Exercise description: Each line of the data that mentions the string "LevelFilter" needs to be identified and copied.

[Dataset records]
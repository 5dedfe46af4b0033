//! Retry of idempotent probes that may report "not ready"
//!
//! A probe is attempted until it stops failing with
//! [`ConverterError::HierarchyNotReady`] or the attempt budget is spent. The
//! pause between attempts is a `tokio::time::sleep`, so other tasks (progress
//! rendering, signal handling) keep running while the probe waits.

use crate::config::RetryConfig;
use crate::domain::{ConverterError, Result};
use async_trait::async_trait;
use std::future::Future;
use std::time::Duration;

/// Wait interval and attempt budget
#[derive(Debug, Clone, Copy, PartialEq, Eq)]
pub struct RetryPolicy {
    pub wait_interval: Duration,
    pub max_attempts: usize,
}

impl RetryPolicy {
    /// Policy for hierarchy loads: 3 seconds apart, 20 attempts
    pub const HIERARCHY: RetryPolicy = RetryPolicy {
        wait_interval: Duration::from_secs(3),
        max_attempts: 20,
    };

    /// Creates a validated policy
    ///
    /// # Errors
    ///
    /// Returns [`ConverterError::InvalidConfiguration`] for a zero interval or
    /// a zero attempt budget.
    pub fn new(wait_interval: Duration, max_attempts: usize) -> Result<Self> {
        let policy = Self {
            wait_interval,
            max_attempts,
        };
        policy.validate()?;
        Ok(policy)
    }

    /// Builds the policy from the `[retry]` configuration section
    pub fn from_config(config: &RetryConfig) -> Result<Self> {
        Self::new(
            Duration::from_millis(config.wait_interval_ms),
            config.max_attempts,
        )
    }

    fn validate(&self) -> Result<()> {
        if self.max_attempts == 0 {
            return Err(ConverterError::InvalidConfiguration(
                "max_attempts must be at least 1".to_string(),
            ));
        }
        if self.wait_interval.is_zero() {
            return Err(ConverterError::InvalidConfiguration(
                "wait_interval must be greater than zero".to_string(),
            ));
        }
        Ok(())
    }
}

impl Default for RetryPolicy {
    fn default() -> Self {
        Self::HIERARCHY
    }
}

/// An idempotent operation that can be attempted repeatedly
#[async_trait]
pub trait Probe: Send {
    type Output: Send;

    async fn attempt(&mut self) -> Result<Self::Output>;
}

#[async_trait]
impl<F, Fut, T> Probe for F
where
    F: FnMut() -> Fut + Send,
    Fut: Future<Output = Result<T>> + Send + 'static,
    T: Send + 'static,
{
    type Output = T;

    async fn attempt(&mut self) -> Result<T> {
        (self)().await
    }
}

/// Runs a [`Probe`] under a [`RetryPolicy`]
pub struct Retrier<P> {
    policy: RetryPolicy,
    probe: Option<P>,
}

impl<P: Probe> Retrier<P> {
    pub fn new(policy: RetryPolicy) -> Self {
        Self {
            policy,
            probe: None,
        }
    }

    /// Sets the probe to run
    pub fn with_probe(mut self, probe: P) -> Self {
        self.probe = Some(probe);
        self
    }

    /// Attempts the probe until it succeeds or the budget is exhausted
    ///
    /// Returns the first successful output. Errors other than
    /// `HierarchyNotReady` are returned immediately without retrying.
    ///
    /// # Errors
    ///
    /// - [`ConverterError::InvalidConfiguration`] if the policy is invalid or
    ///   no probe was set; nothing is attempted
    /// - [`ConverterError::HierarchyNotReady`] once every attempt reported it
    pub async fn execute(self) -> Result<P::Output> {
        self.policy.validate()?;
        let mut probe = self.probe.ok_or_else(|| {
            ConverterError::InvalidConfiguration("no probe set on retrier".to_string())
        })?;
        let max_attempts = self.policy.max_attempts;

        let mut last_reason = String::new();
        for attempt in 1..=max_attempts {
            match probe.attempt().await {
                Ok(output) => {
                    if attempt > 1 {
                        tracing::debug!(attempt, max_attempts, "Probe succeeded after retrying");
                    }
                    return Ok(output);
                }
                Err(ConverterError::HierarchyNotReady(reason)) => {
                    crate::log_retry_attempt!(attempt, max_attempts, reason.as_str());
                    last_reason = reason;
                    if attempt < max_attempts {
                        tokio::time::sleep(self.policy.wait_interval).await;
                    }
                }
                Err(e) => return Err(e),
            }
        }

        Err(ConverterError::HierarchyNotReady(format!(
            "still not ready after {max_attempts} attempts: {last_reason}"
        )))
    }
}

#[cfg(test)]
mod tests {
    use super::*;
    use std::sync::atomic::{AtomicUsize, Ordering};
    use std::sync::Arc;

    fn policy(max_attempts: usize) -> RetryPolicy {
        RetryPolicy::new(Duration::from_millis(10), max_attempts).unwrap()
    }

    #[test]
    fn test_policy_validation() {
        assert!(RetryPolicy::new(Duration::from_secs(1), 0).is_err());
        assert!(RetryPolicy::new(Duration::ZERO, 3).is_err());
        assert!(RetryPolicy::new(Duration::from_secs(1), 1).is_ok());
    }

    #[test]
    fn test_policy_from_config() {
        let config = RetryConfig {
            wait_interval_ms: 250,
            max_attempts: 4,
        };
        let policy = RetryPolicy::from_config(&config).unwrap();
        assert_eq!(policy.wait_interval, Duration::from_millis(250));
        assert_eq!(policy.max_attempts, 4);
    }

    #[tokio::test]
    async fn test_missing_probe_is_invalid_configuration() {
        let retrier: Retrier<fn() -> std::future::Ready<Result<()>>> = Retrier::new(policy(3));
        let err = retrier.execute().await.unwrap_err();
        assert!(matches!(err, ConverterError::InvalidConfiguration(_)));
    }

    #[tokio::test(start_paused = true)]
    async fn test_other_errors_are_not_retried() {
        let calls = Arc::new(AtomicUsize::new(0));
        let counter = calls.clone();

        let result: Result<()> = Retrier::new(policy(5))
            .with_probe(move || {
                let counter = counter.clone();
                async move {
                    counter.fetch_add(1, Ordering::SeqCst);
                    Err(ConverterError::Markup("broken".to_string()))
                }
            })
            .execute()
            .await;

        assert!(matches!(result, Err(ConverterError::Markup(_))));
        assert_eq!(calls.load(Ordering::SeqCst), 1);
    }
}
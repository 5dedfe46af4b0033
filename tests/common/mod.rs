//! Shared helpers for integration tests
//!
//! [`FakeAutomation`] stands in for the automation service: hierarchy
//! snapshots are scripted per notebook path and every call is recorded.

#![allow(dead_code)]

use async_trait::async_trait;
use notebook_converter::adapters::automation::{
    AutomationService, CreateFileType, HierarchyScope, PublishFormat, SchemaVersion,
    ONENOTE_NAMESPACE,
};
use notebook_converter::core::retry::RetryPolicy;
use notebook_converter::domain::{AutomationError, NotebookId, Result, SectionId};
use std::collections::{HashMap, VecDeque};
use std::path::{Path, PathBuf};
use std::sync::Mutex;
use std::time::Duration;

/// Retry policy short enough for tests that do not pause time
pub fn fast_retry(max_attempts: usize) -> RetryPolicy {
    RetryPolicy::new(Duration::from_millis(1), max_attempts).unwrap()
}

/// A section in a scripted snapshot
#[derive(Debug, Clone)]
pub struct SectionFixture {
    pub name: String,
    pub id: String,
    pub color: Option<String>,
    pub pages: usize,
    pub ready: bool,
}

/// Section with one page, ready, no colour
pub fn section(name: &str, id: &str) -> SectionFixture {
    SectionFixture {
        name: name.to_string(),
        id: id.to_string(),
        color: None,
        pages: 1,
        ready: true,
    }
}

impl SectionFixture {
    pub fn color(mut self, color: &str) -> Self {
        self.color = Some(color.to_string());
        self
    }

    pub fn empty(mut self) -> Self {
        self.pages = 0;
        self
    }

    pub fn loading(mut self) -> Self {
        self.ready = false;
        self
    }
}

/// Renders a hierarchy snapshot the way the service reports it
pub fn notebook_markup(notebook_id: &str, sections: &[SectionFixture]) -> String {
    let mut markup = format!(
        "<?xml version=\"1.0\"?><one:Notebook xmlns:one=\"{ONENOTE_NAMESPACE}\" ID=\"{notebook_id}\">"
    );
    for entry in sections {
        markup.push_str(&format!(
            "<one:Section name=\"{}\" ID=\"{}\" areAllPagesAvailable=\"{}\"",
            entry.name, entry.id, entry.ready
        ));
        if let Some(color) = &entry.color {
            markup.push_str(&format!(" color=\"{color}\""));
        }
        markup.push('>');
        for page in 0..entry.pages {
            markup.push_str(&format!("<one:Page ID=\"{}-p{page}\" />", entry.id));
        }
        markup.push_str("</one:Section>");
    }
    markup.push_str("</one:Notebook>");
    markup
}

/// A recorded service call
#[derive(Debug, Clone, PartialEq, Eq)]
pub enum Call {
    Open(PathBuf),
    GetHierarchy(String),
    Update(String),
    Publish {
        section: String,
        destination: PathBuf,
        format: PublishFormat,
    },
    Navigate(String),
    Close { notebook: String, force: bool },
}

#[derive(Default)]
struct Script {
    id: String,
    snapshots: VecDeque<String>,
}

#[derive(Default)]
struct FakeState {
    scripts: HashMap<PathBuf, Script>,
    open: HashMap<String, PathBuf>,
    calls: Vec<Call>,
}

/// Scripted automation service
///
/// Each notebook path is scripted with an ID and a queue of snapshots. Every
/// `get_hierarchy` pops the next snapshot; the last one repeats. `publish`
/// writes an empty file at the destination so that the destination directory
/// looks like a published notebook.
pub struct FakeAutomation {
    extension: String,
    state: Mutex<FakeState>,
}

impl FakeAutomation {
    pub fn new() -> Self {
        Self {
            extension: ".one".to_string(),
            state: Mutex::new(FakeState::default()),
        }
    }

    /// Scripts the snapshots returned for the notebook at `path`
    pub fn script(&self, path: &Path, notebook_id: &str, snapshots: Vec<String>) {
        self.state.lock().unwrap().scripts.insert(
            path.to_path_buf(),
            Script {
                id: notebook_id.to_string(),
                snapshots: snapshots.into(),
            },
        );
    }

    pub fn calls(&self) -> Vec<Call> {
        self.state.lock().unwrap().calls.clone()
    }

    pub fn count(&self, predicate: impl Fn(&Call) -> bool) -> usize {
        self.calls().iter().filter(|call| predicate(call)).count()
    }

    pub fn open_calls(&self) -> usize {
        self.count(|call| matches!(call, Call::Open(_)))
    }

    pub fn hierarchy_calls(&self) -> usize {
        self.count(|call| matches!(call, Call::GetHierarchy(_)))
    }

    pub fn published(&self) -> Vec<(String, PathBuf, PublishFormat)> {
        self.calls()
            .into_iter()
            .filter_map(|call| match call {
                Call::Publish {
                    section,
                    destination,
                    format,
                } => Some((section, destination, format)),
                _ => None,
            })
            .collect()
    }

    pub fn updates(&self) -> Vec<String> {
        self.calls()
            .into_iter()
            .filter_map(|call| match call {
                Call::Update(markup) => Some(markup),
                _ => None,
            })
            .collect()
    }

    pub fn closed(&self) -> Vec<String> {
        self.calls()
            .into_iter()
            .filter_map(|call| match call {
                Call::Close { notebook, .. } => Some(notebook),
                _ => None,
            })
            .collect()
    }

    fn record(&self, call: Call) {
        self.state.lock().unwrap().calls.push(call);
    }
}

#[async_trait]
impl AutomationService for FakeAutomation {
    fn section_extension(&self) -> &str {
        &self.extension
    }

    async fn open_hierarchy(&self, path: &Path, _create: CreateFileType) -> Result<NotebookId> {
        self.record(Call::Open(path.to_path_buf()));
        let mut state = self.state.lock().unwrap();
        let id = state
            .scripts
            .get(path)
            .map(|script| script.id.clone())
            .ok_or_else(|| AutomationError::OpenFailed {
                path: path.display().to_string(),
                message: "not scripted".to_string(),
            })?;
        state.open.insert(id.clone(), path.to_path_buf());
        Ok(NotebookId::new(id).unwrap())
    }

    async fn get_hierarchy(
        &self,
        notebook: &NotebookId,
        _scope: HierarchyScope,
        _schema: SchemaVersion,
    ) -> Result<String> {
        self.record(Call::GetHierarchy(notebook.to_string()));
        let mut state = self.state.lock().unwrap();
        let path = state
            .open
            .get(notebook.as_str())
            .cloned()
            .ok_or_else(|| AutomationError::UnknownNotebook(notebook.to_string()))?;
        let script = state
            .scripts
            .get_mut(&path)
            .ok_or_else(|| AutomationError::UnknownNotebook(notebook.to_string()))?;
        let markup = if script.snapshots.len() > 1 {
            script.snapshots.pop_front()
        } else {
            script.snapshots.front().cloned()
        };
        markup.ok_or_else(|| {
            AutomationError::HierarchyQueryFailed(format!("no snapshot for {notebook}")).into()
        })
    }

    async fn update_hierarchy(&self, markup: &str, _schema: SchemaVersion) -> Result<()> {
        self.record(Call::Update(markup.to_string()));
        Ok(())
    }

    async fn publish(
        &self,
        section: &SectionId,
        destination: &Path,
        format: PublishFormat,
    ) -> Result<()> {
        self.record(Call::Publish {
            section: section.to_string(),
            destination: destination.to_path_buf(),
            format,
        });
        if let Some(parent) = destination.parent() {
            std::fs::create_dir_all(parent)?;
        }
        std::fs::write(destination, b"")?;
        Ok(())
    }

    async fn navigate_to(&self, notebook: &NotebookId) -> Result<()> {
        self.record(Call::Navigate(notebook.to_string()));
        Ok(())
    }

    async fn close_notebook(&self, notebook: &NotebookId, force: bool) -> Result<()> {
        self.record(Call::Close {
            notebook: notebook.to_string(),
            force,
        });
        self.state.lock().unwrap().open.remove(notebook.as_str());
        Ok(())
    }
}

...

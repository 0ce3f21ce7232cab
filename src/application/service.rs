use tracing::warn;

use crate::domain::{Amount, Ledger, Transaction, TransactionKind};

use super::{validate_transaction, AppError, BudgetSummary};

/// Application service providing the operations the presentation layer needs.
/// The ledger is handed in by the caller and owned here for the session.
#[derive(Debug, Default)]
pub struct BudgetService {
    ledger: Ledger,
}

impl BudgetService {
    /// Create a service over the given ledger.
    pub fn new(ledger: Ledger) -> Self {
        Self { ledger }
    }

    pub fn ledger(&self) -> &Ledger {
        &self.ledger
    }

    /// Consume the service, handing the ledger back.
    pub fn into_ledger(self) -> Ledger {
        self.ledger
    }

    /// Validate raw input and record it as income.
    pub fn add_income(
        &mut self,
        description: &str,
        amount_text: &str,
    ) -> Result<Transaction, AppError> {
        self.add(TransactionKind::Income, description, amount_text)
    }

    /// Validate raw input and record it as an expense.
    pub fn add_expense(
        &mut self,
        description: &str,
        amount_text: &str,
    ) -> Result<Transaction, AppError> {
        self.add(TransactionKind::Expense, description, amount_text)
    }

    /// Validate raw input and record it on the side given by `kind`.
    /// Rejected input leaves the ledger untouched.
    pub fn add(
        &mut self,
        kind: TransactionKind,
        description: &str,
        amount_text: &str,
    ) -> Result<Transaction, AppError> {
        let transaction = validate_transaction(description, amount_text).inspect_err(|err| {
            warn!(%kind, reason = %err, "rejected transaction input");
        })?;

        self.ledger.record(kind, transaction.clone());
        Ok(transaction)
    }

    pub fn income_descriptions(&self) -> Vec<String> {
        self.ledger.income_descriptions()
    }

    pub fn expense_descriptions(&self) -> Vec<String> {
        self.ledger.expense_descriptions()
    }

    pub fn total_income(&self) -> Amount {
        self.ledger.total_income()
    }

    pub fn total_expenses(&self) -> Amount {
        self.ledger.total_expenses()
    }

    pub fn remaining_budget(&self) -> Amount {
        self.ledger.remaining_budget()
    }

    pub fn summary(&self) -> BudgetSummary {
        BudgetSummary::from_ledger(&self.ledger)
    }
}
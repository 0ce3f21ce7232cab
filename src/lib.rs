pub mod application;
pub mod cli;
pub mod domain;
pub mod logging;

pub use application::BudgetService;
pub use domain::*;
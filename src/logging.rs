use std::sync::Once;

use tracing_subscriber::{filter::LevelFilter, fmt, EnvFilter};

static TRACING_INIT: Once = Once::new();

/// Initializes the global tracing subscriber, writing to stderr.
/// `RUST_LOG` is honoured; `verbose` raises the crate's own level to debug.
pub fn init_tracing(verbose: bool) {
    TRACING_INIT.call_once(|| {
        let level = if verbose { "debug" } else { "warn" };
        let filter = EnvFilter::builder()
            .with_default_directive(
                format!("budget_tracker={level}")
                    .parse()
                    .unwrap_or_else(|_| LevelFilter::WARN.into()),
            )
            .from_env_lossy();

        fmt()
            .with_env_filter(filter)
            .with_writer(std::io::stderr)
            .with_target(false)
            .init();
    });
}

--

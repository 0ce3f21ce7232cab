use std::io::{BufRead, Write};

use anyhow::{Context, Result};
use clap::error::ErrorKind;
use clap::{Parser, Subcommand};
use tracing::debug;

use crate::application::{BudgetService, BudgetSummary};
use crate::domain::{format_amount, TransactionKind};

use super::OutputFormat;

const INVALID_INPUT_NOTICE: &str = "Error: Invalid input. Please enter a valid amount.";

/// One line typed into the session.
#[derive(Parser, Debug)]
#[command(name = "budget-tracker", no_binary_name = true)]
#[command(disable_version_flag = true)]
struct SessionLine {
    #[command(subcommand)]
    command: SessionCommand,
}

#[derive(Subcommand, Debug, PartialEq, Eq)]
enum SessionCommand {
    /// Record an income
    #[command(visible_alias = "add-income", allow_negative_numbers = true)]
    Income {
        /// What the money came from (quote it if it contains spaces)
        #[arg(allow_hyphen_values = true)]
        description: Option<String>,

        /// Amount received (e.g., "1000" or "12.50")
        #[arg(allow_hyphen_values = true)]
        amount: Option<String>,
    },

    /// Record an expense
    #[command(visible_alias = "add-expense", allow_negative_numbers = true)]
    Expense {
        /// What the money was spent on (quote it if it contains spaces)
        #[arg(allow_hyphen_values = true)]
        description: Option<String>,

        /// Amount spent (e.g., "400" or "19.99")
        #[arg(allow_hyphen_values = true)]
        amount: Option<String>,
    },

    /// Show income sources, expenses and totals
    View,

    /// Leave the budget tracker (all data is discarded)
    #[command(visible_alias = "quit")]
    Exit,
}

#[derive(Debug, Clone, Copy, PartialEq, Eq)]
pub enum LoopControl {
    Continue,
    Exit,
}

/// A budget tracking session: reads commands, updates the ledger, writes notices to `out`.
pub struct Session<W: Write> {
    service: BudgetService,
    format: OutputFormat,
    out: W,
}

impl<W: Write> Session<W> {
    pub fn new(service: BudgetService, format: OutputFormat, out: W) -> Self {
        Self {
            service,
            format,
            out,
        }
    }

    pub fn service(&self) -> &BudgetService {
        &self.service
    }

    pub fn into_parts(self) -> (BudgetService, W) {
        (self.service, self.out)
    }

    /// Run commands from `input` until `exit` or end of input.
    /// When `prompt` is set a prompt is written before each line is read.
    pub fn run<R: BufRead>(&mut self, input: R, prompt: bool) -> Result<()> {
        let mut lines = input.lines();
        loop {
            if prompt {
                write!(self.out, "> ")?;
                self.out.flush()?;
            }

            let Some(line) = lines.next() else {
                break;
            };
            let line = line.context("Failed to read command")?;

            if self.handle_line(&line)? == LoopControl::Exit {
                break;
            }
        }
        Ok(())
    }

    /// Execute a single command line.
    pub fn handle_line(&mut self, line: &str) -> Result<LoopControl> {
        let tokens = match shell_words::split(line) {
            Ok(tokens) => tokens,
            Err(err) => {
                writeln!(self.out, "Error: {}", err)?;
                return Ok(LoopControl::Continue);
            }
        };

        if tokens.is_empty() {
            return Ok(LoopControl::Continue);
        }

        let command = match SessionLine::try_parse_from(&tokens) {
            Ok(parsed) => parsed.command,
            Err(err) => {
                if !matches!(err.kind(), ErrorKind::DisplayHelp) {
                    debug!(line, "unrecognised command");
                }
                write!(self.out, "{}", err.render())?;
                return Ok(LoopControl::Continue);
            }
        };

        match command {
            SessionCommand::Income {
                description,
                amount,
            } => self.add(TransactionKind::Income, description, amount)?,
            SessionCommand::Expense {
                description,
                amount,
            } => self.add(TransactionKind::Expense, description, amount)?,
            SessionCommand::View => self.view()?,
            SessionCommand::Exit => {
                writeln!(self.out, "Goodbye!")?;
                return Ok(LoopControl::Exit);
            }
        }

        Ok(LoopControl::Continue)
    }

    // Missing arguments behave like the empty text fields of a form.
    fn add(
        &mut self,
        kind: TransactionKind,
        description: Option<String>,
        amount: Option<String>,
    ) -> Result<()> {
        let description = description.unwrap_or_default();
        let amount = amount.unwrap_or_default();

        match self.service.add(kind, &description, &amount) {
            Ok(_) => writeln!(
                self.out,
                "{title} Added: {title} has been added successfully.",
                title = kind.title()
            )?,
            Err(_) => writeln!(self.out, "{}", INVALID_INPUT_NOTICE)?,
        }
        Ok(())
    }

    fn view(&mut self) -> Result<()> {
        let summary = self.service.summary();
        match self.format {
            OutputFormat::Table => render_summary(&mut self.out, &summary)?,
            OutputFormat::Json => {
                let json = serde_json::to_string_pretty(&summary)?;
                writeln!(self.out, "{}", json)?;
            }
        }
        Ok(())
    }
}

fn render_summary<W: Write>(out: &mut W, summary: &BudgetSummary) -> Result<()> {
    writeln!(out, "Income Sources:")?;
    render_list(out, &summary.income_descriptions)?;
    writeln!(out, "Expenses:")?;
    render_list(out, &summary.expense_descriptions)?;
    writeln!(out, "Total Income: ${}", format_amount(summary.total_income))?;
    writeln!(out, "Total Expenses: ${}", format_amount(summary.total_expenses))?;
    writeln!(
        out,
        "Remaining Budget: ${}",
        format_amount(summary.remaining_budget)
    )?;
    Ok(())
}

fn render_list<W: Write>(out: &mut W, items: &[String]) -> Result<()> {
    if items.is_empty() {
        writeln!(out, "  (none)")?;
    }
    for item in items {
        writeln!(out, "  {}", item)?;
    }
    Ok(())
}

Output below:
use tracing_subscriber::{filter::LevelFilter, fmt, EnvFilter};
                    .unwrap_or_else(|_| LevelFilter::WARN.into()),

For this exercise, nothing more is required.